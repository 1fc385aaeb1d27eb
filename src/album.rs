//! Photoset payloads as Flickr returns them and the trimmed album records we
//! hand back to callers.

use serde::{Deserialize, Serialize};

/// Photo counts arrive as strings from `flickr.photosets.getList` but as
/// numbers from some other endpoints; either is copied through unchanged.
#[derive(Debug, Clone, PartialEq, Eq, Serialize, Deserialize)]
#[serde(untagged)]
pub enum PhotoCount {
    Text(String),
    Number(u64),
}

#[derive(Debug, Clone, PartialEq, Eq, Serialize, Deserialize)]
pub struct AlbumRecord {
    pub photos: PhotoCount,
    pub thumbnail_url: String,
    pub id: String,
    pub title: String,
}

#[derive(Debug, Clone, Deserialize)]
pub struct PhotosetListResponse {
    pub stat: String,
    #[serde(default)]
    pub photosets: Option<Photosets>,
}

#[derive(Debug, Clone, Deserialize)]
pub struct Photosets {
    #[serde(default)]
    pub photoset: Vec<RawPhotoset>,
}

#[derive(Debug, Clone, Deserialize)]
pub struct RawPhotoset {
    pub id: String,
    pub photos: PhotoCount,
    pub title: Content,
    pub primary_photo_extras: PrimaryPhotoExtras,
}

#[derive(Debug, Clone, Deserialize)]
pub struct Content {
    #[serde(rename = "_content")]
    pub content: String,
}

#[derive(Debug, Clone, Deserialize)]
pub struct PrimaryPhotoExtras {
    pub url_q: String,
}

impl PhotosetListResponse {
    pub fn is_ok(&self) -> bool {
        self.stat == "ok"
    }

    /// Maps every raw photoset to an album record, preserving order.
    ///
    /// Returns `None` when `stat` is not `"ok"` or the `photosets` envelope is
    /// absent.
    pub fn into_albums(self) -> Option<Vec<AlbumRecord>> {
        if !self.is_ok() {
            return None;
        }
        let photosets = self.photosets?;
        Some(
            photosets
                .photoset
                .into_iter()
                .map(AlbumRecord::from)
                .collect(),
        )
    }
}

impl From<RawPhotoset> for AlbumRecord {
    fn from(raw: RawPhotoset) -> Self {
        Self {
            photos: raw.photos,
            thumbnail_url: raw.primary_photo_extras.url_q,
            id: raw.id,
            title: raw.title.content,
        }
    }
}
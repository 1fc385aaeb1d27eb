/// Endpoints of an OAuth 1.0a provider that also serves a REST API.
pub trait OAuthProvider: Send + Sync {
    fn id(&self) -> &str;
    fn request_token_url(&self) -> &str;
    fn authorize_url(&self) -> &str;
    fn access_token_url(&self) -> &str;
    fn rest_url(&self) -> &str;
}
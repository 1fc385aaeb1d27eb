use flickr_connect::{
    AlbumRecord, Authorizer, CallbackParams, FlickrClient, FlickrProvider, FlickrSession,
    FlickrToken, FlickrUser, OAuthClient, OAuthClientConfig, PhotoCount,
};
use serde_json::json;
use wiremock::matchers::{method, path, query_param};
use wiremock::{Mock, MockServer, ResponseTemplate};

fn session() -> FlickrSession {
    FlickrSession::signed_in(
        FlickrToken {
            oauth_token_secret: "secret".to_string(),
            oauth_token: "token".to_string(),
        },
        FlickrUser {
            username: "palotespaco".to_string(),
            user_nsid: "user".to_string(),
        },
    )
}

fn album_client(server: &MockServer) -> FlickrClient {
    FlickrClient::new("key", None)
        .unwrap()
        .with_rest_url(format!("{}/services/rest/", server.uri()))
}

#[tokio::test]
async fn fetches_albums_over_http() {
    let server = MockServer::start().await;
    Mock::given(method("GET"))
        .and(path("/services/rest/"))
        .and(query_param("method", "flickr.photosets.getList"))
        .and(query_param("api_key", "key"))
        .and(query_param("user_id", "user"))
        .and(query_param("format", "json"))
        .and(query_param("primary_photo_extras", "url_q"))
        .and(query_param("nojsoncallback", "1"))
        .respond_with(ResponseTemplate::new(200).set_body_json(json!({
            "stat": "ok",
            "photosets": {"photoset": [{
                "id": "72157649886540037",
                "photos": "3",
                "title": {"_content": "vacaciones"},
                "primary_photo_extras": {"url_q": "https://farm9.staticflickr.com/q.jpg"}
            }]}
        })))
        .expect(1)
        .mount(&server)
        .await;

    let albums = album_client(&server).get_user_albums(&session()).await;

    assert_eq!(
        albums,
        vec![AlbumRecord {
            photos: PhotoCount::Text("3".to_string()),
            thumbnail_url: "https://farm9.staticflickr.com/q.jpg".to_string(),
            id: "72157649886540037".to_string(),
            title: "vacaciones".to_string(),
        }]
    );
}

#[tokio::test]
async fn server_errors_yield_no_albums() {
    let server = MockServer::start().await;
    Mock::given(method("GET"))
        .and(path("/services/rest/"))
        .respond_with(ResponseTemplate::new(500).set_body_string("upstream exploded"))
        .mount(&server)
        .await;

    let albums = album_client(&server).get_user_albums(&session()).await;

    assert!(albums.is_empty());
}

#[tokio::test]
async fn oauth_handshake_round_trip() {
    let server = MockServer::start().await;
    Mock::given(method("GET"))
        .and(path("/services/oauth/request_token"))
        .and(query_param(
            "oauth_callback",
            "http://localhost:5000/flickr/oauth-authorized",
        ))
        .and(query_param("oauth_consumer_key", "consumer-key"))
        .and(query_param("oauth_signature_method", "HMAC-SHA1"))
        .respond_with(ResponseTemplate::new(200).set_body_string(
            "oauth_callback_confirmed=true&oauth_token=req&oauth_token_secret=req-secret",
        ))
        .expect(1)
        .mount(&server)
        .await;
    Mock::given(method("GET"))
        .and(path("/services/oauth/access_token"))
        .and(query_param("oauth_token", "req"))
        .and(query_param("oauth_verifier", "verifier"))
        .respond_with(ResponseTemplate::new(200).set_body_string(
            "fullname=paco%20palotes&oauth_token=token&oauth_token_secret=secret&user_nsid=user&username=palotespaco",
        ))
        .expect(1)
        .mount(&server)
        .await;

    let provider = FlickrProvider::with_base_urls(
        &format!("{}/services/oauth", server.uri()),
        format!("{}/services/rest/", server.uri()),
    );
    let config = OAuthClientConfig::new("consumer-key", "consumer-secret")
        .with_callback_base_url("http://localhost:5000");
    let client = OAuthClient::new(provider, config).unwrap();

    let authorization = client
        .authorize("/flickr/oauth-authorized", "read")
        .await
        .unwrap();
    assert!(
        authorization
            .authorization_url
            .starts_with(&format!("{}/services/oauth/authorize?", server.uri()))
    );
    assert!(authorization.authorization_url.contains("perms=read"));

    let params = CallbackParams {
        oauth_token: Some("req".to_string()),
        oauth_verifier: Some("verifier".to_string()),
    };
    let response = client
        .authorized_response(Some(&authorization.request_token), &params)
        .await
        .unwrap();

    let (token, user) = response.into_session_parts();
    assert_eq!(token.oauth_token, "token");
    assert_eq!(token.oauth_token_secret, "secret");
    assert_eq!(user.username, "palotespaco");
    assert_eq!(user.user_nsid, "user");
}

#[tokio::test]
async fn rejected_verifier_is_not_an_authorization() {
    let server = MockServer::start().await;
    Mock::given(method("GET"))
        .and(path("/services/oauth/access_token"))
        .respond_with(ResponseTemplate::new(401).set_body_string("oauth_problem=token_rejected"))
        .mount(&server)
        .await;

    let provider = FlickrProvider::with_base_urls(
        &format!("{}/services/oauth", server.uri()),
        format!("{}/services/rest/", server.uri()),
    );
    let client = OAuthClient::new(
        provider,
        OAuthClientConfig::new("consumer-key", "consumer-secret"),
    )
    .unwrap();
    let pending = flickr_connect::RequestToken {
        oauth_token: "req".to_string(),
        oauth_token_secret: "req-secret".to_string(),
    };
    let params = CallbackParams {
        oauth_token: Some("req".to_string()),
        oauth_verifier: Some("verifier".to_string()),
    };

    assert!(client.authorized_response(Some(&pending), &params).await.is_none());
}
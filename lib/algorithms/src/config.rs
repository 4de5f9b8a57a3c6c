//! Run configuration
//!
//! [`RunConfig`] selects an algorithm and a metric by name and carries the
//! algorithm parameters. It can be built in code or loaded from JSON:
//!
//! ```json
//! {
//!   "algorithm": "kmeans",
//!   "metric": "euclidean",
//!   "normalize": true,
//!   "params": { "k": 3, "max_rounds": 20, "seed": 42 }
//! }
//! ```

use crate::agglomerative::LinkageSearch;
use clusterx_core::{Error, Result};
use serde::{Deserialize, Serialize};
use std::path::Path;

/// Algorithm parameters, as understood by the registry factories
///
/// Each algorithm reads only the fields it needs; a missing required field
/// is a configuration error when the algorithm is built.
#[derive(Debug, Clone, Default, PartialEq, Serialize, Deserialize)]
#[serde(default)]
pub struct AlgorithmParams {
    /// Merges performed by agglomerative clustering
    pub round_limit: Option<usize>,
    /// Number of k-means clusters
    pub k: Option<usize>,
    /// Maximum k-means assign/update cycles
    pub max_rounds: Option<usize>,
    /// Seed for k-means centroid initialization
    pub seed: Option<u64>,
    /// Merge search strategy for agglomerative clustering
    pub linkage_search: Option<LinkageSearch>,
}

impl AlgorithmParams {
    /// Fetch a required parameter or fail with a configuration error
    pub fn require(value: Option<usize>, name: &str, algorithm: &str) -> Result<usize> {
        value.ok_or_else(|| {
            Error::InvalidConfig(format!("{} requires parameter '{}'", algorithm, name))
        })
    }
}

/// Everything needed to run one clustering pass
#[derive(Debug, Clone, PartialEq, Serialize, Deserialize)]
#[serde(default)]
pub struct RunConfig {
    /// Registry key of the clustering algorithm
    pub algorithm: String,
    /// Registry key of the distance metric
    pub metric: String,
    /// Mean-normalize numeric features before clustering
    pub normalize: bool,
    pub params: AlgorithmParams,
}

impl Default for RunConfig {
    fn default() -> Self {
        Self {
            algorithm: "kmeans".to_string(),
            metric: "euclidean".to_string(),
            normalize: true,
            params: AlgorithmParams::default(),
        }
    }
}

impl RunConfig {
    pub fn from_json(json: &str) -> Result<Self> {
        serde_json::from_str(json).map_err(|e| Error::Serialization(e.to_string()))
    }

    pub fn from_file<P: AsRef<Path>>(path: P) -> Result<Self> {
        let json = std::fs::read_to_string(path)?;
        Self::from_json(&json)
    }
}
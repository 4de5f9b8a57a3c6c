use crate::Record;
use std::sync::Arc;

/// An ordered group of shared records.
///
/// Clusters never copy records; they hold `Arc` handles to the dataset's
/// records, so the same record can be referenced while algorithms shuffle
/// clusters around.
#[derive(Debug, Clone, Default)]
pub struct Cluster {
    records: Vec<Arc<Record>>,
}

impl Cluster {
    #[inline]
    #[must_use]
    pub fn new() -> Self {
        Self { records: Vec::new() }
    }

    #[inline]
    #[must_use]
    pub fn singleton(record: Arc<Record>) -> Self {
        Self { records: vec![record] }
    }

    #[inline]
    #[must_use]
    pub fn from_records(records: Vec<Arc<Record>>) -> Self {
        Self { records }
    }

    #[inline]
    pub fn len(&self) -> usize {
        self.records.len()
    }

    #[inline]
    pub fn is_empty(&self) -> bool {
        self.records.is_empty()
    }

    #[inline]
    pub fn get(&self, index: usize) -> Option<&Arc<Record>> {
        self.records.get(index)
    }

    #[inline]
    pub fn push(&mut self, record: Arc<Record>) {
        self.records.push(record);
    }

    /// Append every record of `other`, keeping its order.
    pub fn absorb(&mut self, other: Cluster) {
        self.records.extend(other.records);
    }

    /// Whether this exact record handle is a member (identity, not value).
    pub fn contains(&self, record: &Arc<Record>) -> bool {
        self.records.iter().any(|r| Arc::ptr_eq(r, record))
    }

    #[inline]
    pub fn iter(&self) -> std::slice::Iter<'_, Arc<Record>> {
        self.records.iter()
    }

    #[inline]
    pub fn records(&self) -> &[Arc<Record>] {
        &self.records
    }

    #[inline]
    pub fn into_records(self) -> Vec<Arc<Record>> {
        self.records
    }
}

impl<'a> IntoIterator for &'a Cluster {
    type Item = &'a Arc<Record>;
    type IntoIter = std::slice::Iter<'a, Arc<Record>>;

    fn into_iter(self) -> Self::IntoIter {
        self.records.iter()
    }
}

impl std::fmt::Display for Cluster {
    fn fmt(&self, f: &mut std::fmt::Formatter<'_>) -> std::fmt::Result {
        for (i, record) in self.records.iter().enumerate() {
            if i > 0 {
                write!(f, ", ")?;
            }
            write!(f, "{}", record)?;
        }
        Ok(())
    }
}
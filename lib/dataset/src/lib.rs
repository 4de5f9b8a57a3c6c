//! # ClusterX Dataset
//!
//! Reading datasets into [`Record`](clusterx_core::Record)s and reporting
//! clustering results.
//!
//! - [`DelimitedParser`] - comma, semicolon, colon, tab or whitespace
//!   separated text, one record per line
//! - [`ClusterReport`] - serializable run summary, printable as text or JSON
//!
//! ```rust
//! use clusterx_dataset::DelimitedParser;
//! use std::io::Cursor;
//!
//! let data = "2,MIT\n4,NUC\n10,MIT\n";
//! let dataset = DelimitedParser::new().read(Cursor::new(data)).unwrap();
//!
//! assert_eq!(dataset.len(), 3);
//! assert_eq!(dataset.feature_count, 2);
//! assert_eq!(dataset.records[1].categorical_at(0), "NUC");
//! ```

pub mod parser;
pub mod report;

pub use parser::{DelimitedParser, ParsedDataset};
pub use report::{ClusterReport, ClusterSummary, MemberSummary};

########################################

Your objective: In the listing above, find each line where "PartialEq" occurs and copy it.

Result:
#[derive(Debug, Clone, PartialEq, Eq, Serialize, Deserialize)]
#[derive(Debug, Clone, PartialEq, Eq, Serialize, Deserialize)]
#[derive(Debug, Clone, Default, PartialEq, Serialize, Deserialize)]
#[derive(Debug, Clone, PartialEq, Serialize, Deserialize)]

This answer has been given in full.